For the period (1) nobody would deny that God spoke through prophecies, dreams and visions. He spoke to make his mind known in general terms, in specific situations as well as through inspiring the prophets to writer the scriptures.

Nobody would claim that these visions or dreams ceased during stage (2) because we have the Apostles also experiencing them, For example Peter having a vision (Acts 10) and someone named Agabus predicting a future famine (Acts 11:28).

Therefore we are only concerned with (3) - the days after the generation of the Apostles and the early church in its initial founding.

From this perspective we can also make it clear that prophecies, dreams and visions as a subset to write scripture, or to provide any new revelation important for ones salvation, as compared to those that might be provided in a person's special circumstances or difficulties not relevant to a wide group of people and not related to their salvation, virtually all traditional churches would exclude and have ceased.

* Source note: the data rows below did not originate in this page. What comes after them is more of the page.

use async_trait::async_trait;
use tokio::sync::mpsc::{Receiver, Sender};

use crate::error::Result;
use crate::pipeline::context::StageContext;
use crate::pipeline::pipe::{forward, Flow, Pipe};

/// Groups items into `Vec`s of `size`; a partial last group is flushed at
/// the end of input.
pub struct ChunkPipe {
    size: usize,
}

impl ChunkPipe {
    pub fn new(size: usize) -> Self {
        Self { size: size.max(1) }
    }
}

#[async_trait]
impl<T> Pipe<T, Vec<T>> for ChunkPipe
where
    T: Send + 'static,
{
    fn stage_name(&self) -> &'static str {
        "chunk"
    }

    async fn process(
        &self,
        mut input: Receiver<T>,
        output: Sender<Vec<T>>,
        ctx: StageContext,
    ) -> Result<()> {
        let mut buf = Vec::with_capacity(self.size);
        loop {
            tokio::select! {
                _ = ctx.cancel().cancelled() => return Ok(()),
                msg = input.recv() => {
                    let Some(v) = msg else { break; };
                    buf.push(v);
                    if buf.len() >= self.size {
                        let full = std::mem::replace(&mut buf, Vec::with_capacity(self.size));
                        if forward("chunk", &output, full).await == Flow::Stop {
                            return Ok(());
                        }
                    }
                }
            }
        }

        if !buf.is_empty() {
            forward("chunk", &output, buf).await;
        }
        Ok(())
    }
}
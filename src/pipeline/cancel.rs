use std::sync::atomic::{AtomicBool, Ordering};
use std::sync::Arc;

use tokio::sync::Notify;

/// One-shot flag that can be awaited. Once fired it stays fired.
#[derive(Clone, Default)]
pub struct CancelToken {
    cancelled: Arc<AtomicBool>,
    notify: Arc<Notify>,
}

impl CancelToken {
    pub fn cancel(&self) {
        self.cancelled.store(true, Ordering::SeqCst);
        self.notify.notify_waiters();
    }

    pub fn is_cancelled(&self) -> bool {
        self.cancelled.load(Ordering::SeqCst)
    }

    pub async fn cancelled(&self) {
        let notified = self.notify.notified();
        tokio::pin!(notified);
        // Register before checking the flag so a concurrent cancel() is not missed.
        notified.as_mut().enable();
        if self.is_cancelled() {
            return;
        }
        notified.await;
    }
}

/// Externally held cancellation handle for a pipeline run.
///
/// Aborting is cooperative: stages observe it between items. Whether an
/// aborted run resolves or fails is decided by
/// [`Pipeline::allow_graceful_abort`](crate::pipeline::runtime::Pipeline::allow_graceful_abort).
#[derive(Clone, Default)]
pub struct AbortHandle {
    token: CancelToken,
}

impl AbortHandle {
    pub fn new() -> Self {
        Self::default()
    }

    pub fn abort(&self) {
        if !self.token.is_cancelled() {
            tracing::debug!(event = "flowline.aborted", "flowline.aborted");
        }
        self.token.cancel();
    }

    pub fn is_aborted(&self) -> bool {
        self.token.is_cancelled()
    }

    pub async fn aborted(&self) {
        self.token.cancelled().await
    }
}

#[cfg(test)]
mod tests {
    use super::*;

    #[tokio::test]
    async fn cancelled_resolves_after_cancel() {
        let token = CancelToken::default();
        let waiter = {
            let token = token.clone();
            tokio::spawn(async move { token.cancelled().await })
        };
        tokio::task::yield_now().await;
        token.cancel();
        waiter.await.unwrap();
        assert!(token.is_cancelled());
    }

    #[tokio::test]
    async fn cancelled_returns_immediately_when_already_fired() {
        let token = CancelToken::default();
        token.cancel();
        tokio::time::timeout(std::time::Duration::from_millis(50), token.cancelled())
            .await
            .expect("already-cancelled token must not block");
    }

    #[test]
    fn abort_handle_clones_share_state() {
        let handle = AbortHandle::new();
        let other = handle.clone();
        assert!(!other.is_aborted());
        handle.abort();
        assert!(other.is_aborted());
    }
}
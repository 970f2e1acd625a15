use std::sync::{Arc, Mutex};

use tokio::sync::mpsc;
use tokio::task::JoinHandle;
use tracing::Instrument;

use crate::error::{Error, Result};
use crate::pipeline::cancel::{AbortHandle, CancelToken};
use crate::pipeline::close::CloseProtocol;
use crate::pipeline::config::StageConfig;
use crate::pipeline::context::StageContext;
use crate::pipeline::pipe::Pipe;

/// The abort handle runs of a [`Pipeline`] answer to.
///
/// Once an aborted run finishes, a fired handle is replaced with a fresh
/// one so the pipeline can run again. Handles passed in through
/// [`Pipeline::abort_handle`] belong to the caller and are never replaced.
#[derive(Clone)]
struct AbortSlot {
    handle: Arc<Mutex<AbortHandle>>,
    external: bool,
}

impl AbortSlot {
    fn new(handle: AbortHandle, external: bool) -> Self {
        Self {
            handle: Arc::new(Mutex::new(handle)),
            external,
        }
    }

    fn current(&self) -> AbortHandle {
        match self.handle.lock() {
            Ok(guard) => guard.clone(),
            Err(poisoned) => poisoned.into_inner().clone(),
        }
    }

    fn retire_fired(&self) {
        if self.external {
            return;
        }
        let mut guard = match self.handle.lock() {
            Ok(guard) => guard,
            Err(poisoned) => poisoned.into_inner(),
        };
        if guard.is_aborted() {
            *guard = AbortHandle::new();
        }
    }
}

/// Drives a composed `Source → Transform* → Sink` chain to completion.
#[derive(Clone)]
pub struct Pipeline {
    buffer: usize,
    config: StageConfig,
    allow_graceful_close: bool,
    allow_graceful_abort: bool,
    abort: AbortSlot,
}

impl Pipeline {
    pub fn new() -> Self {
        Self {
            buffer: 128,
            config: StageConfig::default(),
            allow_graceful_close: false,
            allow_graceful_abort: false,
            abort: AbortSlot::new(AbortHandle::new(), false),
        }
    }

    /// Capacity of every inter-stage channel.
    pub fn buffer(mut self, buffer: usize) -> Self {
        self.buffer = buffer.max(1);
        self
    }

    /// Capacity of the channel leaving the stage named `stage`.
    pub fn buffer_stage(mut self, stage: &'static str, buffer: usize) -> Self {
        self.config.set_buffer(stage, buffer);
        self
    }

    /// Concurrency for the stage named `stage`, overriding the stage's own.
    pub fn concurrency_stage(mut self, stage: &'static str, concurrency: usize) -> Self {
        self.config.set_concurrency(stage, concurrency);
        self
    }

    /// Treat a completed close protocol as success instead of
    /// [`Error::Closed`].
    pub fn allow_graceful_close(mut self, yes: bool) -> Self {
        self.allow_graceful_close = yes;
        self
    }

    /// Treat an abort as success instead of [`Error::Aborted`].
    pub fn allow_graceful_abort(mut self, yes: bool) -> Self {
        self.allow_graceful_abort = yes;
        self
    }

    /// Use an externally created abort handle for every run, spawned ones
    /// included. Once fired it stays fired.
    pub fn abort_handle(mut self, handle: AbortHandle) -> Self {
        self.abort = AbortSlot::new(handle, true);
        self
    }

    /// Handle that aborts the current `run`/`collect` of this pipeline, or
    /// the next one if none is running. [`Pipeline::spawn`] hands out a
    /// handle of its own.
    pub fn abort(&self) -> AbortHandle {
        self.abort.current()
    }

    /// Run a chain ending in a sink.
    pub async fn run<P>(&self, pipe: P) -> Result<()>
    where
        P: Pipe<(), ()> + Send + Sync,
    {
        self.drive(&pipe).await.map(|_| ())
    }

    /// Run a chain and gather whatever its last stage emits.
    pub async fn collect<T, P>(&self, pipe: P) -> Result<Vec<T>>
    where
        T: Send + 'static,
        P: Pipe<(), T> + Send + Sync,
    {
        self.drive(&pipe).await
    }

    /// Run a chain ending in a sink on a new task.
    pub fn spawn<P>(&self, pipe: P) -> (AbortHandle, JoinHandle<Result<()>>)
    where
        P: Pipe<(), ()> + Send + Sync + 'static,
    {
        let mut driver = self.clone();
        if !driver.abort.external {
            driver.abort = AbortSlot::new(AbortHandle::new(), false);
        }
        let abort = driver.abort();
        let handle = tokio::spawn(async move { driver.run(pipe).await });
        (abort, handle)
    }

    async fn drive<T, P>(&self, pipe: &P) -> Result<Vec<T>>
    where
        T: Send + 'static,
        P: Pipe<(), T> + Send + Sync,
    {
        let span = tracing::info_span!(
            "flowline.pipeline",
            stage = pipe.stage_name(),
            buffer = self.buffer
        );
        self.drive_inner(pipe).instrument(span).await
    }

    async fn drive_inner<T, P>(&self, pipe: &P) -> Result<Vec<T>>
    where
        T: Send + 'static,
        P: Pipe<(), T> + Send + Sync,
    {
        let (tx_start, rx_start) = mpsc::channel::<()>(1);
        let (tx_out, mut rx_out) = mpsc::channel::<T>(self.buffer);

        let abort = self.abort.current();
        let cancel = CancelToken::default();
        let close = CloseProtocol::new();
        let ctx = StageContext::new(self.buffer, cancel.clone(), self.config.clone(), close.clone())
            .scoped(pipe.capabilities());

        if tx_start.send(()).await.is_err() {
            return Err(Error::pipeline("start channel closed"));
        }
        drop(tx_start);

        let process = pipe.process(rx_start, tx_out, ctx);
        let drain = async {
            let mut items = Vec::new();
            while let Some(item) = rx_out.recv().await {
                items.push(item);
            }
            // The terminal stage has returned: whatever was in flight is out.
            close.mark_drained();
            items
        };
        let work = async { tokio::join!(process, drain) };
        tokio::pin!(work);

        let (res, items) = loop {
            tokio::select! {
                out = &mut work => break out,
                _ = abort.aborted(), if !cancel.is_cancelled() => {
                    tracing::info!(event = "flowline.aborted", "flowline.aborted");
                    cancel.cancel();
                }
            }
        };

        let aborted = abort.is_aborted();
        if aborted {
            self.abort.retire_fired();
        }

        res?;

        if aborted {
            if !self.allow_graceful_abort {
                return Err(Error::Aborted);
            }
            tracing::debug!(event = "flowline.aborted.graceful", items = items.len(), "flowline.aborted.graceful");
        }

        if let Some(stage) = close.requested_by() {
            if !self.allow_graceful_close {
                return Err(Error::Closed { stage });
            }
            tracing::debug!(event = "flowline.close.graceful", stage = stage, "flowline.close.graceful");
        }

        Ok(items)
    }
}

impl Default for Pipeline {
    fn default() -> Self {
        Self::new()
    }
}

Therefore we are now only talking about the possibility of personal inspirations that might be giving by God in a kind of minor role through the inspiration of the Spirit. On this category I would quote the same that you quoted to show although in general it appears that these have ceased, we need not be so strict in thinking they have absolutely ceased. As long as we test any such experiences in our own life by the word and as long as we do not allow false teachers to claim great experiences and think that they are in any way necessary for any fullness in eth Christian life, there is no reason why it is not possible God might still communicate in this way. Though admittedly during the great revival of the reformation (which I consider the greatest revival of the Holy Spirit since the days of the Apostles) there seems little of such experiences being mentioned and those sects short after that caused conflict with the original reformers, like Luther, upon reading their histories, were clearly less impressive spiritually in doctrine and practice.

John Owen concludes this topic in the following way (Owen, J. (n.d.). The works of John Owen (W. H. Goold, Ed.; Vol. 4, pp. 474–477). T&T Clark.)

There was no certain limited time for the cessation of these gifts. Those peculiar unto the apostles were commensurate unto their lives. None after their decease had either apostolical office, power, or gifts. The like may be said of the evangelists. Nor have we any undoubted testimony that any of those gifts which were truly miraculous, and every way above the faculties of men, were communicated unto any after the expiration of the generation of them who conversed with Christ in the flesh, or those who received the Holy Ghost by their ministry. It is not unlikely but that God might on some occasions, for a longer season, put forth his power in some miraculous operations; and so he yet may do, and perhaps doth sometimes. But the superstition and folly of some ensuing ages, inventing and divulging innumerable miracles false and foolish, proved a most disadvantageous prejudice unto the gospel, and a means to open a way unto Satan to impose endless delusions upon Christians; for as true and real miracles, with becoming circumstances, were the great means that won and reconciled a regard and honour unto Christian religion in the world, so the pretence of such as either were absolutely false, or such as whose occasions, ends, matter, or manner, were unbecoming the greatness and holiness of Him who is the true author of all miraculous operations, is the greatest dishonour unto religion that any one can invent. But although all these gifts and operations ceased in some respect, some of them absolutely, and some of them as to the immediate manner of communication and degree of excellency; yet so far as the edification of the church was concerned in them, something that is analogous unto them was and is continued. He who gave “some apostles, and some prophets, and some evangelists,” gave also “some pastors and teachers.” And as he furnished the former with extraordinary gifts, so as far as any thing of the like kind is needful for the continual edification of the church, he bestows it on the latter also, as shall be declared.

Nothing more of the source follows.